Scottish rockers The LaFontaines admit it is hard to pin down their sound.
Support slots with acts such as Twin Atlantic, Beardyman and N-Dubz demonstrate their trans-genre appeal – and they are now heading out in support of alt-rockers Don Broco and heading for Sheffield next week.
Frontman Kerr Okan says: “It’s hard to try to describe something that doesn’t really exist anywhere else – it’s the gift and curse of what we do.
“Some people try to loosely lump it in with other genres because it makes it easier for the industry framework.
“However, we’ve become accustomed to it by now – it’s always going to be tough being the first through the door.
“All we know is whatever type music we make, people like it, but I think at our very core we are a true rock band.”
However, despite their popularity – they are renowned as one of, if not the best live acts in Scotland – they have not quite made the “big league” just yet.
“The only problem we have is exposure,” says Kerr.
“We’ve been 100 per cent independent since we started The LaFontaines 10 years ago.
“That means everything from forming our own record label, manufacturing our own CDs, creating our own merchandise, artwork, videos etc since day one – all on the tightest of budgets.

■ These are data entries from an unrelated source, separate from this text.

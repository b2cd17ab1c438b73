//! Stripe webhook signature verification.
//!
//! Stripe signs every webhook it sends with the endpoint's signing secret (`whsec_...`). The signature is carried in
//! the `Stripe-Signature` header, which looks like
//!
//! ```text
//!    t=1714564800,v1=5257a869e7ecebeda32affa62cdca3fa51cad7e77a0e56ff536d0ce8e108d8bd,v0=...
//! ```
//!
//! where `t` is the unix time the event was signed and each `v1` entry is a candidate signature. The signed message is
//! `{t}.{raw body}` and the signature is the lowercase hex HMAC-SHA256 of that message. More than one `v1` entry
//! appears while a secret is being rolled, and a match against any of them is enough.
//!
//! To limit replays, events signed more than `tolerance` seconds ago are rejected even if the signature is valid.

use std::str::FromStr;

use chrono::{DateTime, Utc};
use da_common::Secret;
use hmac::{Hmac, Mac};
use log::{debug, trace, warn};
use sha2::Sha256;

use crate::{
    stripe::PaymentEvent,
    traits::{EventAuthenticator, WebhookError},
};

pub const SIGNATURE_HEADER: &str = "Stripe-Signature";
pub const SIGNATURE_SCHEME: &str = "v1";
pub const DEFAULT_SIGNATURE_TOLERANCE_SECS: i64 = 300;

type HmacSha256 = Hmac<Sha256>;

//--------------------------------------  SignatureHeader  ------------------------------------------------------------
#[derive(Debug, Clone, PartialEq, Eq)]
pub struct SignatureHeader {
    pub timestamp: i64,
    /// Only the signatures for [`SIGNATURE_SCHEME`]. Other schemes are ignored.
    pub signatures: Vec<String>,
}

impl FromStr for SignatureHeader {
    type Err = WebhookError;

    fn from_str(s: &str) -> Result<Self, Self::Err> {
        let mut timestamp = None;
        let mut signatures = Vec::new();
        for item in s.split(',') {
            let Some((key, value)) = item.split_once('=') else {
                continue;
            };
            match key.trim() {
                "t" => {
                    let t = value.trim().parse::<i64>().map_err(|_| WebhookError::MalformedSignature)?;
                    timestamp = Some(t);
                },
                SIGNATURE_SCHEME => signatures.push(value.trim().to_string()),
                _ => {},
            }
        }
        let timestamp = timestamp.ok_or(WebhookError::MalformedSignature)?;
        if signatures.is_empty() {
            return Err(WebhookError::NoSignaturesForScheme);
        }
        Ok(Self { timestamp, signatures })
    }
}

fn signed_payload_mac(secret: &str, timestamp: i64, payload: &[u8]) -> Result<HmacSha256, WebhookError> {
    let mut mac =
        HmacSha256::new_from_slice(secret.as_bytes()).map_err(|e| WebhookError::InvalidSecret(e.to_string()))?;
    mac.update(timestamp.to_string().as_bytes());
    mac.update(b".");
    mac.update(payload);
    Ok(mac)
}

/// Calculates the `v1` signature for `payload` as signed at `timestamp`.
pub fn compute_signature(secret: &str, timestamp: i64, payload: &[u8]) -> Result<String, WebhookError> {
    let digest = signed_payload_mac(secret, timestamp, payload)?.finalize().into_bytes();
    Ok(digest.iter().map(|b| format!("{b:02x}")).collect())
}

/// Decodes a hex signature. Anything that isn't an even number of hex digits yields `None`.
fn decode_hex(s: &str) -> Option<Vec<u8>> {
    if s.len() % 2 != 0 || !s.bytes().all(|b| b.is_ascii_hexdigit()) {
        return None;
    }
    (0..s.len()).step_by(2).map(|i| u8::from_str_radix(&s[i..i + 2], 16).ok()).collect()
}

//-------------------------------------- StripeWebhookVerifier ---------------------------------------------------------
#[derive(Clone, Debug)]
pub struct StripeWebhookVerifier {
    secret: Secret<String>,
    /// Maximum age of a signature, in seconds. Zero or less disables the age check.
    tolerance: i64,
}

impl StripeWebhookVerifier {
    pub fn new(secret: Secret<String>) -> Self {
        Self { secret, tolerance: DEFAULT_SIGNATURE_TOLERANCE_SECS }
    }

    pub fn with_tolerance(mut self, tolerance_secs: i64) -> Self {
        self.tolerance = tolerance_secs;
        self
    }

    pub fn tolerance(&self) -> i64 {
        self.tolerance
    }

    /// Checks the signature of `payload` against the header, as of `now`.
    pub fn verify_at(&self, payload: &[u8], header: Option<&str>, now: DateTime<Utc>) -> Result<(), WebhookError> {
        if self.secret.is_empty() {
            warn!("🔐️ Cannot verify webhook: no signing secret is configured.");
            return Err(WebhookError::SecretNotConfigured);
        }
        let header = header.ok_or(WebhookError::MissingSignature)?.parse::<SignatureHeader>()?;
        trace!("🔐️ Checking {} signature(s) for webhook signed at {}", header.signatures.len(), header.timestamp);
        let mac = signed_payload_mac(self.secret.reveal(), header.timestamp, payload)?;
        let found = header
            .signatures
            .iter()
            .filter_map(|s| decode_hex(s))
            .any(|candidate| mac.clone().verify_slice(&candidate).is_ok());
        if !found {
            debug!("🔐️ None of the webhook signatures match the payload.");
            return Err(WebhookError::SignatureMismatch);
        }
        let age = now.timestamp() - header.timestamp;
        if self.tolerance > 0 && age > self.tolerance {
            debug!("🔐️ Webhook signature is {age}s old. Tolerance is {}s.", self.tolerance);
            return Err(WebhookError::TimestampOutsideTolerance { age, tolerance: self.tolerance });
        }
        trace!("🔐️ Webhook signature check ✅️");
        Ok(())
    }
}

impl EventAuthenticator for StripeWebhookVerifier {
    fn construct_event(&self, payload: &[u8], signature: Option<&str>) -> Result<PaymentEvent, WebhookError> {
        self.verify_at(payload, signature, Utc::now())?;
        PaymentEvent::from_json(payload).map_err(|e| WebhookError::MalformedPayload(e.to_string()))
    }
}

“The only problem we face is finance. More money means more exposure.
“We’ve never had a problem with anyone not being ready for the music; our only issue has been giving them the opportunity to hear it.
“That’s why live performances mean everything to us.
“Live has and always will be our main priority – it’s where the band comes alive.
“We have the best possible time at every show we play, regardless of city or venue, and I think that translates to the crowd. That’s why we have that reputation.
“People can tell when something is genuine, when a band is being authentic and true to themselves.
“Live is where you get to witness what The LaFontaines are all about. Plus we are absolutely class live to be fair.”
They may love playing live, “regardless of city or venue”, but Kerr admits they have a soft spot for Sheffield ahead of their show at the city’s O2 academy next week.
Kerr says: “We’re buzzing to come back to Sheffield, we’ve had some of our best gigs there over the years.
“The first time we ever came down we were supporting a band called Bad Rabbits at the Plug, who funnily enough have also supported Don Broco.
“Since then, we’ve done three headline shows there and we always make a point of including it on our tour runs.
“We’ve never played the O2 before though, so please get down early for the best show Sheffield has ever seen.”
Kerr’s enthusiam for the show and the Don Broco support tour is obvious.
“We‘ve never been as excited about a tour as we are for this one, genuinely,” he says.
“We had a night out with the boys in Broco a few years back in Birmingham and it was total class.
“They are up for a laugh and they play good tunes – what more could you want?
“One of the best things for us is that we get to play to a whole host of new people.
“Any opportunity we get to spread the music is something we appreciate and will make the most of.
“Please get yourself down as early as possible and we promise we won’t disappoint.”
The LaFontaintes play Sheffield’s O2 Academy, in support of Don Broco, on Friday, April 27. Also on the bill is Yungblud.